New equipment wasting away in NAMA store
In Nigeria, air traffic controllers are experiencing difficulties while using most of the obsolete navigational equipment at airports.
The equipment was installed during the 1980s and has either gone completely bad or is experiencing malfunctions at airports including the Murtala Muhammed International Airport (MMIA) in Lagos, and in Abuja, the Nnamdi Azikiwe International Airport, as well as others.
Currently, Nigeria is at risk of experiencing air disasters because of inadequate communication between pilots and air traffic controllers.
An external device, known as a navigational aid or aid to navigation, which is attached to the outside of an aircraft and specifically designed to help navigators determine their positions or a safe flight path, needs to be installed.

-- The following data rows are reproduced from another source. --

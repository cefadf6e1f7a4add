use std::path::{Path, PathBuf};

use super::error::{EmbedError, Result};
use crate::formatters::{ArrayFormatter, BinaryFormatter, TextFormatter};

/// Which half of the generated pair to render
#[derive(Debug, Copy, Clone, Default, Eq, PartialEq)]
pub enum Mode {
    /// Header block: extern declarations only, no storage
    Declaration,
    /// Source block: the static array and the symbol initializers
    #[default]
    Definition,
}

/// How the file contents are embedded
#[derive(Debug, Copy, Clone, Default, Eq, PartialEq)]
pub enum Encoding {
    /// `unsigned char` array of hex literals, byte for byte
    #[default]
    Binary,
    /// `char` string literal, null-terminated by the compiler
    Text,
}

impl Encoding {
    pub fn formatter(self) -> Box<dyn ArrayFormatter> {
        match self {
            Encoding::Binary => Box::new(BinaryFormatter::new()),
            Encoding::Text => Box::new(TextFormatter::new()),
        }
    }

    pub fn as_str(self) -> &'static str {
        match self {
            Encoding::Binary => "binary",
            Encoding::Text => "text",
        }
    }
}

/// One embedding job: a source file plus how to render it
#[derive(Debug, Clone)]
pub struct EmbedRequest {
    pub source_path: PathBuf,
    /// Output file; `None` means standard output
    pub destination: Option<PathBuf>,
    /// Overrides the symbol derived from the file name
    pub symbol: Option<String>,
    pub mode: Mode,
    pub encoding: Encoding,
}

impl EmbedRequest {
    pub fn new(source_path: impl Into<PathBuf>) -> Self {
        Self {
            source_path: source_path.into(),
            destination: None,
            symbol: None,
            mode: Mode::default(),
            encoding: Encoding::default(),
        }
    }

    pub fn with_destination(mut self, destination: impl Into<PathBuf>) -> Self {
        self.destination = Some(destination.into());
        self
    }

    pub fn with_symbol(mut self, symbol: impl Into<String>) -> Self {
        self.symbol = Some(symbol.into());
        self
    }

    pub fn with_mode(mut self, mode: Mode) -> Self {
        self.mode = mode;
        self
    }

    pub fn with_encoding(mut self, encoding: Encoding) -> Self {
        self.encoding = encoding;
        self
    }

    /// The symbol the generated code exports.
    ///
    /// An explicit non-empty symbol wins; otherwise the file name minus its
    /// last extension is used, so `archive.tar.gz` becomes `archive.tar`.
    pub fn symbol(&self) -> Result<String> {
        match self.symbol.as_deref() {
            Some(symbol) if !symbol.is_empty() => Ok(symbol.to_string()),
            _ => derive_symbol(&self.source_path),
        }
    }
}

/// Symbol for a source path: the base name without its final extension.
///
/// A stem that is not valid UTF-8 has no usable symbol; pass one explicitly.
pub fn derive_symbol(source_path: &Path) -> Result<String> {
    source_path
        .file_stem()
        .and_then(|stem| stem.to_str())
        .filter(|stem| !stem.is_empty())
        .map(str::to_string)
        .ok_or_else(|| EmbedError::MissingSymbol {
            path: source_path.to_path_buf(),
        })
}
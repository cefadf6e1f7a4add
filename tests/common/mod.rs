#![allow(dead_code)]

use regex::Regex;
use std::path::{Path, PathBuf};

/// Initializer text between `_data[] = ` and the terminating `;`
pub fn initializer(definition: &str) -> &str {
    let marker = "_data[] = ";
    let start = definition.find(marker).expect("missing _data array") + marker.len();
    let end = definition.rfind(";\n\nconst ").expect("missing end of array");
    &definition[start..end]
}

/// Bytes listed in a binary initializer, in row-major order
pub fn decode_hex(initializer: &str) -> Vec<u8> {
    let token = Regex::new(r"0x([0-9a-f]+)").unwrap();
    token
        .captures_iter(initializer)
        .map(|caps| u8::from_str_radix(&caps[1], 16).unwrap())
        .collect()
}

/// Rows of a binary initializer, each a list of hex tokens
pub fn hex_rows(initializer: &str) -> Vec<Vec<String>> {
    initializer
        .lines()
        .filter(|line| line.starts_with("  "))
        .map(|line| {
            line.trim()
                .trim_end_matches(',')
                .split(", ")
                .map(str::to_string)
                .collect()
        })
        .collect()
}

/// Joins adjacent string literals and undoes the escapes, the way a C compiler would
pub fn decode_string_literal(initializer: &str) -> String {
    let mut out = String::new();
    let mut chars = initializer.chars();
    while let Some(c) = chars.next() {
        match c {
            '\n' | ' ' => continue,
            '"' => loop {
                match chars.next().expect("unterminated literal") {
                    '"' => break,
                    '\\' => match chars.next().expect("dangling escape") {
                        '\\' => out.push('\\'),
                        '"' => out.push('"'),
                        'n' => out.push('\n'),
                        'r' => out.push('\r'),
                        other => panic!("unexpected escape \\{other}"),
                    },
                    '\n' => panic!("raw newline inside a literal"),
                    ch => out.push(ch),
                }
            },
            other => panic!("unexpected {other:?} between literals"),
        }
    }
    out
}

/// Pointer and size symbol names, in order of appearance
pub fn exported_symbols(block: &str) -> Vec<String> {
    let decl = Regex::new(r"(?m)^(?:extern )?const (?:unsigned char|char|size_t) \*?(\w[\w.]*)").unwrap();
    decl.captures_iter(block)
        .map(|caps| caps[1].to_string())
        .collect()
}

pub fn write_source(dir: &Path, name: &str, contents: &[u8]) -> PathBuf {
    let path = dir.join(name);
    std::fs::write(&path, contents).unwrap();
    path
}
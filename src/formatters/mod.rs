pub mod array;
pub mod c_source;

pub use array::{ArrayFormatter, BinaryFormatter, TextFormatter, BYTES_PER_ROW};
pub use c_source::CSourceFormatter;
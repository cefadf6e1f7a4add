use std::str::Utf8Error;

/// Bytes per row in binary initializers
pub const BYTES_PER_ROW: usize = 16;

/// Renders file contents as a C array initializer
pub trait ArrayFormatter {
    /// Element type of the generated array (e.g. `unsigned char`)
    fn element_type(&self) -> &'static str;

    /// Bytes the compiler appends to the array beyond the file contents
    fn terminator_len(&self) -> usize {
        0
    }

    /// Initializer expression placed after `_data[] = `
    fn format_initializer(&self, contents: &[u8]) -> Result<String, Utf8Error>;
}

/// `{ 0x.., ... }` initializer, sixteen bytes per row
pub struct BinaryFormatter;

impl BinaryFormatter {
    pub fn new() -> Self {
        Self
    }
}

impl Default for BinaryFormatter {
    fn default() -> Self {
        Self::new()
    }
}

impl ArrayFormatter for BinaryFormatter {
    fn element_type(&self) -> &'static str {
        "unsigned char"
    }

    fn format_initializer(&self, contents: &[u8]) -> Result<String, Utf8Error> {
        if contents.is_empty() {
            return Ok("{}".to_string());
        }

        // "0xff, " is the widest token
        let mut output = String::with_capacity(contents.len() * 6 + 4);
        output.push_str("{\n");
        for row in contents.chunks(BYTES_PER_ROW) {
            output.push_str("  ");
            for (i, byte) in row.iter().enumerate() {
                if i > 0 {
                    output.push_str(", ");
                }
                output.push_str(&format!("{byte:#x}"));
            }
            output.push_str(",\n");
        }
        output.push('}');
        Ok(output)
    }
}

/// Adjacent string literals, one per source line
pub struct TextFormatter;

impl TextFormatter {
    pub fn new() -> Self {
        Self
    }
}

impl Default for TextFormatter {
    fn default() -> Self {
        Self::new()
    }
}

impl ArrayFormatter for TextFormatter {
    fn element_type(&self) -> &'static str {
        "char"
    }

    fn terminator_len(&self) -> usize {
        1
    }

    fn format_initializer(&self, contents: &[u8]) -> Result<String, Utf8Error> {
        let text = std::str::from_utf8(contents)?;

        let mut output = String::with_capacity(text.len() + text.len() / 8 + 2);
        output.push('"');
        for ch in text.chars() {
            match ch {
                '\\' => output.push_str("\\\\"),
                '"' => output.push_str("\\\""),
                '\r' => output.push_str("\\r"),
                '\n' => output.push_str("\\n\"\n\""),
                _ => output.push(ch),
            }
        }
        output.push('"');
        Ok(output)
    }
}
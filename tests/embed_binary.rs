mod common;

use common::{decode_hex, exported_symbols, hex_rows, initializer, write_source};
use embedc::core::{EmbedRequest, Embedder, Encoding, Mode};

fn definition_for(contents: &[u8]) -> (String, usize) {
    let dir = tempfile::TempDir::new().unwrap();
    let path = write_source(dir.path(), "blob.bin", contents);
    let output = Embedder::new()
        .generate(&EmbedRequest::new(&path))
        .unwrap();
    assert_eq!(output.symbol, "blob");
    assert_eq!(output.encoding, Encoding::Binary);
    (output.text, output.byte_len)
}

#[test]
fn round_trips_row_boundaries() {
    for len in [0usize, 1, 16, 17] {
        let contents: Vec<u8> = (0..len).map(|i| (i * 37 % 256) as u8).collect();
        let (text, byte_len) = definition_for(&contents);

        assert_eq!(decode_hex(initializer(&text)), contents, "len {len}");
        assert_eq!(byte_len, len);
        assert!(text.ends_with("const size_t blob_size = sizeof(_data);\n"));
    }
}

#[test]
fn seventeen_bytes_spill_into_a_partial_row() {
    let contents = [0xabu8; 17];
    let (text, _) = definition_for(&contents);
    let rows = hex_rows(initializer(&text));

    assert_eq!(rows.len(), 2);
    assert_eq!(rows[0].len(), 16);
    assert_eq!(rows[1], vec!["0xab".to_string()]);
}

#[test]
fn empty_file_renders_empty_initializer() {
    let (text, byte_len) = definition_for(&[]);
    assert_eq!(initializer(&text), "{}");
    assert_eq!(byte_len, 0);
}

#[test]
fn full_definition_matches_expected_text() {
    let (text, _) = definition_for(&[0x00, 0x7f, 0x80, 0xff]);
    let expected = "#include <stddef.h>

static const unsigned char _data[] = {
  0x0, 0x7f, 0x80, 0xff,
};

const unsigned char *blob = _data;
const size_t blob_size = sizeof(_data);
";
    assert_eq!(text, expected);
}

#[test]
fn declaration_and_definition_agree_on_names() {
    let dir = tempfile::TempDir::new().unwrap();
    let path = write_source(dir.path(), "icon.png", b"\x89PNG\r\n");
    let embedder = Embedder::new();

    let declaration = embedder
        .generate(&EmbedRequest::new(&path).with_mode(Mode::Declaration))
        .unwrap();
    let definition = embedder.generate(&EmbedRequest::new(&path)).unwrap();

    assert_eq!(exported_symbols(&declaration.text), vec!["icon", "icon_size"]);
    assert_eq!(
        exported_symbols(&declaration.text),
        exported_symbols(&definition.text)
    );
    assert!(declaration.text.contains("extern const unsigned char *icon;\n"));
    assert!(declaration.text.starts_with("#pragma once\n"));
    assert!(declaration.text.contains("extern \"C\" {"));
}

#[test]
fn explicit_symbol_overrides_file_name() {
    let dir = tempfile::TempDir::new().unwrap();
    let path = write_source(dir.path(), "archive.tar.gz", &[1, 2, 3]);

    let derived = Embedder::new().generate(&EmbedRequest::new(&path)).unwrap();
    assert_eq!(derived.symbol, "archive.tar");

    let named = Embedder::new()
        .generate(&EmbedRequest::new(&path).with_symbol("foo"))
        .unwrap();
    assert_eq!(exported_symbols(&named.text), vec!["foo", "foo_size"]);
}

#[test]
fn missing_source_is_an_io_error() {
    let dir = tempfile::TempDir::new().unwrap();
    let request = EmbedRequest::new(dir.path().join("nope.bin"));
    let err = Embedder::new().generate(&request).unwrap_err();

    assert!(matches!(err, embedc::EmbedError::Io { .. }));
    assert!(err.to_string().contains("nope.bin"));
}
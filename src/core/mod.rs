pub mod embedder;
pub mod error;
pub mod request;

pub use embedder::{
    bin2c, default_output_dir, embed_to_directory, text2c, EmbedOutput, EmbedPair, Embedder,
    WrittenPair,
};
pub use error::{EmbedError, Result};
pub use request::{derive_symbol, EmbedRequest, Encoding, Mode};
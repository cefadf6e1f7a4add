use anyhow::{Context, Result};
use clap::Parser;
use std::path::PathBuf;
use tracing::{info, Level};

use embedc::core::{EmbedRequest, Embedder, Encoding, Mode};

#[derive(Debug, Clone, Parser)]
#[command(
    name = "embedc",
    version = "0.1.0",
    author = "embedc developers",
    about = "Generate C source embedding a file's contents as a static array"
)]
struct Cli {
    /// File to embed
    #[arg(value_name = "INPUT")]
    input: PathBuf,

    /// Output file path (standard output when omitted)
    #[arg(short, long, value_name = "FILE")]
    output: Option<PathBuf>,

    /// Write both <symbol>.h and <symbol>.c into this directory
    #[arg(
        short = 'd',
        long,
        value_name = "DIR",
        conflicts_with_all = ["output", "header"]
    )]
    output_dir: Option<PathBuf>,

    /// Global symbol for the embedded contents (defaults to the file name without extension)
    #[arg(short, long, value_name = "NAME")]
    symbol: Option<String>,

    /// Generate the declaration header instead of the definition
    #[arg(long)]
    header: bool,

    /// Embed as null-terminated text instead of bytes
    #[arg(short, long)]
    text: bool,

    /// Log progress to stderr (-v info, -vv debug)
    #[arg(short, long, action = clap::ArgAction::Count)]
    verbose: u8,
}

fn main() -> Result<()> {
    let cli = Cli::parse();
    init_tracing(cli.verbose);
    run(cli)
}

fn init_tracing(verbose: u8) {
    let level = match verbose {
        0 => Level::WARN,
        1 => Level::INFO,
        _ => Level::DEBUG,
    };
    // stdout may carry generated code, so logs go to stderr
    tracing_subscriber::fmt()
        .with_writer(std::io::stderr)
        .with_max_level(level)
        .with_target(false)
        .init();
}

fn run(cli: Cli) -> Result<()> {
    let Cli {
        input,
        output,
        output_dir,
        symbol,
        header,
        text,
        verbose: _,
    } = cli;

    let encoding = if text { Encoding::Text } else { Encoding::Binary };
    let embedder = Embedder::new();

    if let Some(dir) = output_dir {
        let pair = embedder
            .generate_pair(&input, symbol.as_deref(), encoding)
            .with_context(|| format!("failed to embed {}", input.display()))?;
        let written = embedder
            .write_pair(&pair, &dir)
            .with_context(|| format!("failed to write output to {}", dir.display()))?;
        info!(
            header = %written.header_path.display(),
            source = %written.source_path.display(),
            "generated header and source"
        );
        return Ok(());
    }

    let mode = if header {
        Mode::Declaration
    } else {
        Mode::Definition
    };

    let mut request = EmbedRequest::new(&input)
        .with_mode(mode)
        .with_encoding(encoding);
    if let Some(symbol) = symbol {
        request = request.with_symbol(symbol);
    }
    if let Some(output) = output {
        request = request.with_destination(output);
    }

    let generated = embedder
        .run(&request)
        .with_context(|| format!("failed to embed {}", input.display()))?;
    info!(
        symbol = %generated.symbol,
        bytes = generated.byte_len,
        "embedded {}",
        input.display()
    );

    Ok(())
}
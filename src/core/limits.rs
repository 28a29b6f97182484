/*!
 * Simulation Limits and Constants
 *
 * Centralized location for tunable defaults and magic numbers.
 * Organized by domain for maintainability and discoverability.
 */

use std::ops::RangeInclusive;

// =============================================================================
// PRIORITY POLICY
// =============================================================================

/// Ticks a HIGH process may hold the CPU before forced preemption
pub const HIGH_QUANTUM: u32 = 4;
/// Consecutive dispatches granted to the HIGH class per WRR turn
pub const HIGH_WEIGHT: u32 = 2;

pub const MEDIUM_QUANTUM: u32 = 3;
pub const MEDIUM_WEIGHT: u32 = 2;

pub const LOW_QUANTUM: u32 = 2;
pub const LOW_WEIGHT: u32 = 1;

// =============================================================================
// RANDOMIZED POLICY BRANCHES
// =============================================================================

/// Chance per tick of a spontaneous arrival while the system is busy
pub const DEFAULT_ARRIVAL_CHANCE: f64 = 0.05;

/// Chance per executed tick that the running process blocks on I/O
pub const DEFAULT_BLOCK_CHANCE: f64 = 0.04;

/// Chance that a freshly admitted process waits on another active process
pub const DEFAULT_DEPENDENCY_INJECTION_CHANCE: f64 = 0.0;

/// Duration of a random I/O wait
pub const IO_TICKS: RangeInclusive<u32> = 3..=10;

/// Burst time of auto-generated processes
pub const ARRIVAL_BURST: RangeInclusive<u32> = 3..=10;

// =============================================================================
// PRESENTATION
// =============================================================================

/// Wall-clock interval between automatic ticks (milliseconds)
pub const DEFAULT_TICK_INTERVAL_MS: u64 = 100;

/// Tick interval bounds accepted by the clock task
pub const MIN_TICK_INTERVAL_MS: u64 = 10;
pub const MAX_TICK_INTERVAL_MS: u64 = 60_000;

/// Salt mixed into the scheduling seed for the cosmetic usage generator
pub const USAGE_SEED_SALT: u64 = 0x5EED_C0FF_EE00_0001;

/// Name pool for processes created without a name
pub const APP_NAMES: [&str; 50] = [
    "Word", "Excel", "PowerPoint", "Outlook", "OneNote",
    "Teams", "Zoom", "Slack", "Discord", "Skype",
    "Chrome", "Edge", "Firefox", "Opera", "Brave",
    "Notepad", "Notepad++", "Paint", "Calculator", "VLC",
    "Spotify", "Steam", "Epic Games", "Adobe Acrobat", "Photoshop",
    "Illustrator", "Lightroom", "WhatsApp Desktop", "Telegram", "Dropbox",
    "OneDrive", "7-Zip", "WinRAR", "OBS Studio", "Visual Studio",
    "VS Code", "Git", "Python", "Node.js", "Java",
    "MySQL", "PostgreSQL", "SQL Server", "Docker", "nginx",
    "Apache", "VirtualBox", "VMware Workstation", "Windows Update", "Defender",
];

According to the Nigerian Airspace Management Agency (NAMA), the situation continues even though the country has new navigational aids on hand. However, lack of funding is the reason why the new equipment has not been installed, even though it was purchased over one year ago.
The NAMA warehouse, headquartered in Lagos, is where the new equipment has been stored. This new equipment also includes new Instrument Landing Systems designated for the four major airports in the country. However, the equipment is currently degrading due to lack of use.
Vice Chairman of the Senate Committee on Aviation Capt. Bala Na’allah recently confirmed that outdated navigational aids are presenting a challenge to pilots who are trying to effectively communicate with control towers while attempting to land.
Na’allah noted that significant amounts of money had been invested in the country’s radio network over the last several years, and said that continued lack of proper communication was unacceptable. He compared Nigeria’s airports to airportd in Lome, Niamey, Accra, and other airports in Africa.
Nigerian Air Traffic Controllers Association President Victor Eyaru said the organization has been attempting to increase awareness, however they have yet to garner the attention of the proper officials handling this part of the country’s infrastructure.
Eyaru said that even though Nigeria was currently experiencing a recession, it had to provide for critical infrastructure that would bolster fight safety.
NAMA Acting Managing Director Emma Anasi said that the radio network was designed during the 1980s and it was donated to the country by the European Union to help establish very high frequency coverage on flight routes in operation during the 1980s and 1990s.
Anasi sai, “The Abuja and Port Harcourt routes were not in operation at that time. Since then, we have not been able to establish new routes, except one. With the increasing number of flights and the new routes, the VHF system is not able to give us the kind of coverage we should have.
“Subsequently, during the airport remodeling (by the last administration) the remote station in Jos was decommissioned and still remains so till date. So, when we say we have problems, there are reasons.”
He also said that in 2002, NAMA implemented a means of addressing these issues. While it had plans to expand the network in 2006 to handle more airports, it was not until 2009 that the contract was approved. In addition, funding for the project was not approved until 2015.
Anasi said that NAMA was aware of existing issues with naviaids and it had taken steps to address the problem at the country’s international airports as well as the routes from Minna and Jos.
He said, “If we are able to deploy the equipment, we will withdraw the current ones for use in other airports where we either have issues or don’t have any at all.
“The (65 million years worth of) Total Radar Coverage of Nigeria system (TRACON) is working well. Our Engineers have been maintaining it so effectively in the last two years. But the issue we are having is that it is a technology that is changing with time and we still have to lean on the manufacturers to get the spares.”